(HOW TO COMPLETE THIS TASK): Scan the material for the word "that" and return every matching line.
━━━━━━━━━━━━━━━━━━━━━━━━━━━━━━
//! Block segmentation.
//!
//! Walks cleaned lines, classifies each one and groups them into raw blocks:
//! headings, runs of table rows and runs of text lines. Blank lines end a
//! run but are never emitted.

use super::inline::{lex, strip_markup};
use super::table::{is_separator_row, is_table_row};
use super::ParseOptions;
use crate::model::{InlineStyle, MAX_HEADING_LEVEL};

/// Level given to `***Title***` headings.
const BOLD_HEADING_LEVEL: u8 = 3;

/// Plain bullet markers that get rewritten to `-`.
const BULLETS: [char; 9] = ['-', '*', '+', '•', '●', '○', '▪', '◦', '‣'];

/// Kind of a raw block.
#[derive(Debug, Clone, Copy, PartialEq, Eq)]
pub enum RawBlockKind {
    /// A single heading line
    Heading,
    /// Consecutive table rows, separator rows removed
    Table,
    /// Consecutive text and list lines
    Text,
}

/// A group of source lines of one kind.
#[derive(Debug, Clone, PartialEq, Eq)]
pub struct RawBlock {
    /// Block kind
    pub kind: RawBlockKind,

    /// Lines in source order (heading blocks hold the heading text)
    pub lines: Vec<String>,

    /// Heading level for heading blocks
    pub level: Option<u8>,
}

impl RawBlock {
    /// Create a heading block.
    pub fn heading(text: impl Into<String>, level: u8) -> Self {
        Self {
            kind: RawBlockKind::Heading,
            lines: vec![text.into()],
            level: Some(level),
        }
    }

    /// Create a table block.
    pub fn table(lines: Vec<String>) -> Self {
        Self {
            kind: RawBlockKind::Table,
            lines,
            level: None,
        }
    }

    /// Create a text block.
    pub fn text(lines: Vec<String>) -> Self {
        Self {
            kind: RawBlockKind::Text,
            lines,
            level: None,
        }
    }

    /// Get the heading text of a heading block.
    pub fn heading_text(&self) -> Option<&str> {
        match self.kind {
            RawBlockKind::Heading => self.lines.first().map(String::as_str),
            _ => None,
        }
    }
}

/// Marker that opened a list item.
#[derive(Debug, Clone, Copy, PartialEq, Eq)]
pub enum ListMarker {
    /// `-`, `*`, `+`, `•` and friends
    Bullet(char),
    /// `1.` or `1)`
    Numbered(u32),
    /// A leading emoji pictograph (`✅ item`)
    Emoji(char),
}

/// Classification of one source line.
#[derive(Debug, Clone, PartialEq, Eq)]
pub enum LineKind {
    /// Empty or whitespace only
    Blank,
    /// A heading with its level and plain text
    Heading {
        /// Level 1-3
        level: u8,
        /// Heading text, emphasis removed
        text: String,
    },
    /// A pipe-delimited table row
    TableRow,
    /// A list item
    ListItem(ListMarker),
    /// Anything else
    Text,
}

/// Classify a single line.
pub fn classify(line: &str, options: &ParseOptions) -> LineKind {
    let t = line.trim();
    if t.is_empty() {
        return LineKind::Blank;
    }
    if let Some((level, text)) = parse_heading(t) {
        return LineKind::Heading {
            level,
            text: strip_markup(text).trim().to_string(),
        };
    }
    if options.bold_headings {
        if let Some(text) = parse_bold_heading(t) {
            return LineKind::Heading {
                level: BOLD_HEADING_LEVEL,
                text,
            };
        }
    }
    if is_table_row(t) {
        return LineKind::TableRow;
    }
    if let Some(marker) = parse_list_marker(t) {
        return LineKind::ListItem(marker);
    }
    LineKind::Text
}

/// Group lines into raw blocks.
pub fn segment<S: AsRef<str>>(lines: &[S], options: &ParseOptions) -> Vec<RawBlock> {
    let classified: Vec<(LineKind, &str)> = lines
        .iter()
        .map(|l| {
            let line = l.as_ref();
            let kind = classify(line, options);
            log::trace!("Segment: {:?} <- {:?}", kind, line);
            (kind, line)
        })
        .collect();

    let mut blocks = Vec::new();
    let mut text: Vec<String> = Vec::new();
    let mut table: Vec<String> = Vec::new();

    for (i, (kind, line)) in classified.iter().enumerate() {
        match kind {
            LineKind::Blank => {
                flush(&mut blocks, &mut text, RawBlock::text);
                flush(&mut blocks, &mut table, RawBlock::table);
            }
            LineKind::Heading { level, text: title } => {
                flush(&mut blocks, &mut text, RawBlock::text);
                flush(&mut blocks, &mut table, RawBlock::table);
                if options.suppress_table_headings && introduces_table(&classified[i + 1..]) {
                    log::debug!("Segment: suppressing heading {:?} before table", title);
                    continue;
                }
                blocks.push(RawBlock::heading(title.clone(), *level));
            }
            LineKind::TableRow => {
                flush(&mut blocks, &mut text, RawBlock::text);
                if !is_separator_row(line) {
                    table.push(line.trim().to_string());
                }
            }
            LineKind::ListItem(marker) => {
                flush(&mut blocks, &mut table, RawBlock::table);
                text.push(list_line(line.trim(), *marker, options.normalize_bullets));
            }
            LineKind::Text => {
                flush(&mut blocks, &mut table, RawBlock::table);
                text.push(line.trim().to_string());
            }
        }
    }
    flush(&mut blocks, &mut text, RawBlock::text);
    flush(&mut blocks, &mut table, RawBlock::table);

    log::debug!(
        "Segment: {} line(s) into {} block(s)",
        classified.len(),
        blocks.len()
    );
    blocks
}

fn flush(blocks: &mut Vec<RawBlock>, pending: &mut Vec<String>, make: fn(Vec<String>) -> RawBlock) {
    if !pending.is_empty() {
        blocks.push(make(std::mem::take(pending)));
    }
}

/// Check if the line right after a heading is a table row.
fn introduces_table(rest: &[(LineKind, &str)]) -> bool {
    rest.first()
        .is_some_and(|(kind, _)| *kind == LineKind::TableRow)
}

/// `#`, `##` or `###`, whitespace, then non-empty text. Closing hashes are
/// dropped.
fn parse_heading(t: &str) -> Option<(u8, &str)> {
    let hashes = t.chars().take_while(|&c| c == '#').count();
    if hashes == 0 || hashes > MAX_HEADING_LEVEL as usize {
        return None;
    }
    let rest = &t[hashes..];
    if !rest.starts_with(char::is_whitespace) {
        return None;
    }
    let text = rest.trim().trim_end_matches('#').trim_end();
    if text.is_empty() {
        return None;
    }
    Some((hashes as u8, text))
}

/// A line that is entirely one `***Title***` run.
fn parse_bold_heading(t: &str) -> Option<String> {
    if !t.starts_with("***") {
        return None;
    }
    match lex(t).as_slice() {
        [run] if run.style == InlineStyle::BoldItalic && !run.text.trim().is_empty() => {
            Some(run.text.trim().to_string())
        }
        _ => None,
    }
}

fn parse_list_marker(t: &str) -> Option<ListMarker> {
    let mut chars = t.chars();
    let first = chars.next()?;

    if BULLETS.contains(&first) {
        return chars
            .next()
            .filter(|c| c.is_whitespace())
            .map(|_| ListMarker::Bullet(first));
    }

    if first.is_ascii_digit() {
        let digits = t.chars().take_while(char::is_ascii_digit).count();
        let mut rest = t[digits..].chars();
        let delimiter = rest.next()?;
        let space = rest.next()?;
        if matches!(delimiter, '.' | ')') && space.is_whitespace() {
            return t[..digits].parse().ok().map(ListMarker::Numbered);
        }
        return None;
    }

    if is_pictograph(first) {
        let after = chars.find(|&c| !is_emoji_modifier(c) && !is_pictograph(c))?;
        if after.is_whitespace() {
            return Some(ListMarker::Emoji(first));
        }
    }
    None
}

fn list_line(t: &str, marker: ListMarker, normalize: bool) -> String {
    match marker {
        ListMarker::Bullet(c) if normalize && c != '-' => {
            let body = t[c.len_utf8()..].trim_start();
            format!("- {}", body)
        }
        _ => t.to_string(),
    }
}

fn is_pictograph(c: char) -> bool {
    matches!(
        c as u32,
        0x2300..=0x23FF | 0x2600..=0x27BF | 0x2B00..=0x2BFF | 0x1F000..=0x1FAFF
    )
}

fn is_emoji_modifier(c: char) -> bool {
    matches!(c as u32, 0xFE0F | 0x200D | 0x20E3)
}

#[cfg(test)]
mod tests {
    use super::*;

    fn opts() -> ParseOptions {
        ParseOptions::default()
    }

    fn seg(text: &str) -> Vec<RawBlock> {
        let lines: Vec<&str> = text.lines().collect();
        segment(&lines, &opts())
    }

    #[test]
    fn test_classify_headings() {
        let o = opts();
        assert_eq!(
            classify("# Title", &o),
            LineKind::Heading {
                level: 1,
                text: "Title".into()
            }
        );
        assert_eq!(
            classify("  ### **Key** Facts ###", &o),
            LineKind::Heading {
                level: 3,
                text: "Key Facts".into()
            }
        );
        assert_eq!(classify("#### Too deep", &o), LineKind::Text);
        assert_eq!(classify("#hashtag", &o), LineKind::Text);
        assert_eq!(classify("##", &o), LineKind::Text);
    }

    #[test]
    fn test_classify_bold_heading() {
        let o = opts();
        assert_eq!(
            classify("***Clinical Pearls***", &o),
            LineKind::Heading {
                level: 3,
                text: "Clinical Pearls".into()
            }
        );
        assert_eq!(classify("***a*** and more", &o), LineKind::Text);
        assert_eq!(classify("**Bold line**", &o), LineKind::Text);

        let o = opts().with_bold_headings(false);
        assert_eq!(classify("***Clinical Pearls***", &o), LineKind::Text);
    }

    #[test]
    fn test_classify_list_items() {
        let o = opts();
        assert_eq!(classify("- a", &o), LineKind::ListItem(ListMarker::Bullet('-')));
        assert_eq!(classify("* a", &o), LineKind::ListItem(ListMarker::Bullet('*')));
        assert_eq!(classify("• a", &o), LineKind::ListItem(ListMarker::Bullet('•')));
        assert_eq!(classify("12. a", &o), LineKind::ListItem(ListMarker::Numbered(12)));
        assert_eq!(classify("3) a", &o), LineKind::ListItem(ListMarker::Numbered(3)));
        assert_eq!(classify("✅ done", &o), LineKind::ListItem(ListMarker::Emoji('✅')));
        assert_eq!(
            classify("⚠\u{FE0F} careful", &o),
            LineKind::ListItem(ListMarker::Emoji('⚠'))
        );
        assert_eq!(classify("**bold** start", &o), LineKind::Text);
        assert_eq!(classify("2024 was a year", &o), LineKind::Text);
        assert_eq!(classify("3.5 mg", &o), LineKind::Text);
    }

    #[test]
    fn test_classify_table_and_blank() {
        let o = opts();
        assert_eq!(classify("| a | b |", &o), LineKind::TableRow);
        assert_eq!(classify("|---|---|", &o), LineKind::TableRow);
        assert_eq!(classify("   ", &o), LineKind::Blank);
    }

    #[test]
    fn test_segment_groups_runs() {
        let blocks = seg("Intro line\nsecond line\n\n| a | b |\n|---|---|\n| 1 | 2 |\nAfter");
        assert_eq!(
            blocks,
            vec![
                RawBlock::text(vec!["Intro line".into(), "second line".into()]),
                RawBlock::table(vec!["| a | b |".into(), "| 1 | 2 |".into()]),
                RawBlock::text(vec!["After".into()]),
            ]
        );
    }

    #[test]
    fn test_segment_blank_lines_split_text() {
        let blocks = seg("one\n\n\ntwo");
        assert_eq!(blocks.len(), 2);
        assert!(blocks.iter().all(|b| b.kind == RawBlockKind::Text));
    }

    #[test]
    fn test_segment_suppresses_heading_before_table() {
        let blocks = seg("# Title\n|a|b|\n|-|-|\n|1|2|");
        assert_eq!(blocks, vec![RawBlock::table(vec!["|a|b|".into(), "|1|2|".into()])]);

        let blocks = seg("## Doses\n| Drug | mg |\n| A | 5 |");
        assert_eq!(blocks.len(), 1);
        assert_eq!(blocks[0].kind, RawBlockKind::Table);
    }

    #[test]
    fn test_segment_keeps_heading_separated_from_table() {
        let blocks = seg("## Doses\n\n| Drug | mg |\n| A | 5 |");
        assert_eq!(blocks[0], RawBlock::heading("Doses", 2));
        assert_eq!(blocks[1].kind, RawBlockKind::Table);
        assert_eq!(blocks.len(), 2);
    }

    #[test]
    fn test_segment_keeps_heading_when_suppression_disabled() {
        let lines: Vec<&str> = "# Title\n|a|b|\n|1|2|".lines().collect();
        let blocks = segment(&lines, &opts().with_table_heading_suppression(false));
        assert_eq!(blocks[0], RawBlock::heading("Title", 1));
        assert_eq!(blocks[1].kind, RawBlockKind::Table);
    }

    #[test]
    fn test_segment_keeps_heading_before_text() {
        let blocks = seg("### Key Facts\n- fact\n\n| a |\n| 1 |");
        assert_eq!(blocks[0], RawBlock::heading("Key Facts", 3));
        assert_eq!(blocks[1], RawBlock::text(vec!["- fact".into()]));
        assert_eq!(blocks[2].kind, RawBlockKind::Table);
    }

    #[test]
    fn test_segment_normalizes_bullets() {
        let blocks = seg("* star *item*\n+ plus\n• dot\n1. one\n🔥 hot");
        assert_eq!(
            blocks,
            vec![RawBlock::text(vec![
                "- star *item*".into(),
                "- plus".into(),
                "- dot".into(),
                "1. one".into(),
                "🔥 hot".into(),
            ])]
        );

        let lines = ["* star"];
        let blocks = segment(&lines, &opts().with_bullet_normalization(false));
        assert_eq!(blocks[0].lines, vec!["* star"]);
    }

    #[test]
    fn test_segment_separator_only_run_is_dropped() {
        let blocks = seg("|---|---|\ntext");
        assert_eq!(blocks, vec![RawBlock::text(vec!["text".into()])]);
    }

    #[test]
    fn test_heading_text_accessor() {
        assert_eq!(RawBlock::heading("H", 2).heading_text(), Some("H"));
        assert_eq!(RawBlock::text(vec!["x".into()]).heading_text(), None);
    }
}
━━━━━━━━━━━━━━━━━━━━━━━━━━━━━━
(ANSWER SPACE):
/// Plain bullet markers that get rewritten to `-`.
/// Marker that opened a list item.
/// A line that is entirely one `***Title***` run.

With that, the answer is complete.